Entre la fin des années 90 et le nouveau millénaire, le développement (très rapide) évoqué plus haut des centrales au gaz a rendu nécessaire la construction de nouvelles infrastructures d'importation. Cependant, le contexte a changé : le marché du gaz est libéralisé et ouvert à de nouveaux opérateurs. Eni a continué à jouer un rôle très important (tant sur le plan économique que politique) par exemple avec la construction du gazoduc GreenStream qui relie l'Italie à la Libye depuis 2004. Parallèlement, de nombreux projets ont cependant fleuri, certains déjà difficiles à mettre en œuvre à première vue, d'autres résolument plus concertés, comme celui du terminal de regazéification de Porto Levante (Rovigo) qui, inauguré par Edison en octobre 2009, fut le premier grand importation non gérée par Eni. Un projet important qui a encore diversifié les approvisionnements en gaz du Qatar. La capacité d'importation s'élève ainsi à 114 milliards de mètres cubes. Compte tenu des projets en construction, le chiffre atteint plus de 130 milliards. Tout cela face à une demande qui promettait de croître sans cesse.

La crise économique de 2008 est tombée de manière inattendue dans ce scénario, changeant assez radicalement les cartes sur la table. En 2009, la consommation est passée de 78 milliards de mètres cubes à 72, une valeur restée inchangée en 2011. A ce tableau déjà complexe s'ajoute le développement tumultueux et absolument impensable des énergies renouvelables qui contribue à comprimer encore plus la consommation de gaz et qui fera encore dans l'avenir, étant donné que l'Italie a des obligations européennes à 2020 à respecter. Dans ce contexte, la stratégie du gouvernement Monti de faire de l'Italie le nouveau hub gazier européen a-t-elle encore un sens ? Paradoxalement oui, puisqu'en fait l'Italie a déjà tous les atouts pour être un hub gazier : surcapacité, diversification des approvisionnements, nombre important de pays consommateurs voisins. Avec la mise en service du terminal de regazéification de Livourne et des gazoducs Galsi et IGI/TAP, cette situation est appelée à se renforcer davantage.

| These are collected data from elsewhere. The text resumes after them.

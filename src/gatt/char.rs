use bitflags::bitflags;

use crate::Uuid;

use super::CCC_UUID;

bitflags! {
    /// Characteristic properties ([Vol 3] Part G, Section 3.3.1.1).
    #[derive(Clone, Copy, Debug, Default, Eq, Hash, PartialEq)]
    #[repr(transparent)]
    pub struct CharProps: u8 {
        /// Permits broadcasts of the Characteristic Value.
        const BROADCAST = 0x01;
        /// Permits reads of the Characteristic Value.
        const READ = 0x02;
        /// Permits writes of the Characteristic Value without response.
        const WRITE_WITHOUT_RESPONSE = 0x04;
        /// Permits writes of the Characteristic Value with response.
        const WRITE = 0x08;
        /// Permits notifications of a Characteristic Value without
        /// acknowledgment. If set, the Client Characteristic Configuration
        /// Descriptor shall exist.
        const NOTIFY = 0x10;
        /// Permits indications of a Characteristic Value with acknowledgment.
        /// If set, the Client Characteristic Configuration Descriptor shall
        /// exist.
        const INDICATE = 0x20;
        /// Permits signed writes to the Characteristic Value.
        const AUTHENTICATED_SIGNED_WRITES = 0x40;
        /// Additional characteristic properties are defined in the
        /// Characteristic Extended Properties Descriptor.
        const EXTENDED_PROPERTIES = 0x80;
    }
}

impl CharProps {
    /// Returns whether the characteristic value can be pushed to a client,
    /// which requires a Client Characteristic Configuration descriptor.
    #[inline]
    #[must_use]
    pub const fn can_push(self) -> bool {
        self.intersects(Self::NOTIFY.union(Self::INDICATE))
    }

    /// Returns whether value changes are sent as indications. Notifications
    /// are used whenever they are supported.
    #[inline]
    #[must_use]
    pub const fn confirm(self) -> bool {
        self.contains(Self::INDICATE) && !self.contains(Self::NOTIFY)
    }
}

bitflags! {
    /// Attribute permissions handed to the platform. These are not enforced
    /// by the server engine.
    #[derive(Clone, Copy, Debug, Default, Eq, Hash, PartialEq)]
    #[repr(transparent)]
    pub struct Perms: u16 {
        const READ = 0x01;
        const READ_ENCRYPTED = 0x02;
        const READ_ENCRYPTED_MITM = 0x04;
        const WRITE = 0x10;
        const WRITE_ENCRYPTED = 0x20;
        const WRITE_ENCRYPTED_MITM = 0x40;
        const WRITE_SIGNED = 0x80;
        const WRITE_SIGNED_MITM = 0x100;
    }
}

/// Service type.
#[derive(
    Clone,
    Copy,
    Debug,
    Eq,
    PartialEq,
    num_enum::IntoPrimitive,
    num_enum::TryFromPrimitive,
    serde::Deserialize,
    serde::Serialize,
    strum::Display,
)]
#[repr(u8)]
#[serde(into = "u8", try_from = "u8")]
pub enum ServiceKind {
    Primary = 0,
    Secondary = 1,
}

impl Default for ServiceKind {
    #[inline]
    fn default() -> Self {
        Self::Primary
    }
}

/// Local characteristic definition.
#[derive(Clone, Debug, Eq, PartialEq)]
pub struct CharacteristicDef {
    pub uuid: Uuid,
    pub props: CharProps,
    pub perms: Perms,
}

impl CharacteristicDef {
    /// Creates a characteristic definition.
    #[inline]
    #[must_use]
    pub const fn new(uuid: Uuid, props: CharProps, perms: Perms) -> Self {
        Self { uuid, props, perms }
    }

    /// Returns the descriptors that the platform must add to the
    /// characteristic.
    #[must_use]
    pub fn descriptors(&self) -> Vec<Uuid> {
        if self.props.can_push() {
            vec![CCC_UUID]
        } else {
            Vec::new()
        }
    }
}

/// Local service definition.
#[derive(Clone, Debug, Eq, PartialEq)]
pub struct ServiceDef {
    pub uuid: Uuid,
    pub kind: ServiceKind,
    pub chars: Vec<CharacteristicDef>,
}

impl ServiceDef {
    /// Creates a service definition.
    #[inline]
    #[must_use]
    pub const fn new(uuid: Uuid, kind: ServiceKind, chars: Vec<CharacteristicDef>) -> Self {
        Self { uuid, kind, chars }
    }

    /// Returns the first characteristic UUID that occurs more than once.
    #[must_use]
    pub fn duplicate(&self) -> Option<Uuid> {
        let mut seen = std::collections::BTreeSet::new();
        self.chars.iter().map(|c| c.uuid).find(|&u| !seen.insert(u))
    }
}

Construire un hub gazier, cependant, n'est pas exactement une chose facile à faire. Tout d'abordo la consommation de gaz est en baisse sur tous les principaux marchés de débouchés du hub convoité Italie: sur la période 2010-2011 l'Autriche a marqué -6%, la Suisse -13%, la France -14% sans oublier l'Italie dont la consommation pourrait baisser jusqu'à 2012% fin 20. Deuxièmement il devrait concurrencer l'actuel hub existant en Europe, celui de la Belgique, qui semble si lointain mais qui avec ses près de 100 milliards de mètres cubes de capacité a signé des contrats d'approvisionnement avec le Royaume-Uni, l'Allemagne, la France, l'Espagne et, oui, précisément avec l'Italie, son futur concurrent potentiel. En revanche, on ne peut manquer d'évoquer des opérations comme l'accord Eni-Fluxys (propriétaire du hub belge) pour inverser les flux de gaz : non seulement de l'Europe du Nord vers le Sud mais aussi de l'Italie vers le Nord.

Dans ce contexte caractérisé par une consommation stable/en baisse et une crise économique, le rôle clé sera encore une fois joué par le prix. Si l'Italie parvient à être compétitive de ce point de vue, alors elle peut vraiment se transformer en hub, avec des avantages significatifs également pour les consommateurs. Sinon, malgré toutes les bonnes chances dont dispose notre pays, ce sera très difficile. De plus, il ne faut pas sous-estimer les coûts associés à la création du hub, qui devraient être supportés, au moins dans la phase initiale, par le consommateur italien qui paie déjà une facture surévaluée.

LES ÉPISODES PRÉCÉDENTS de FOCUS ENERGIA ont été publiés par FIRSTonline les 8, 15, 22 et 29 septembre.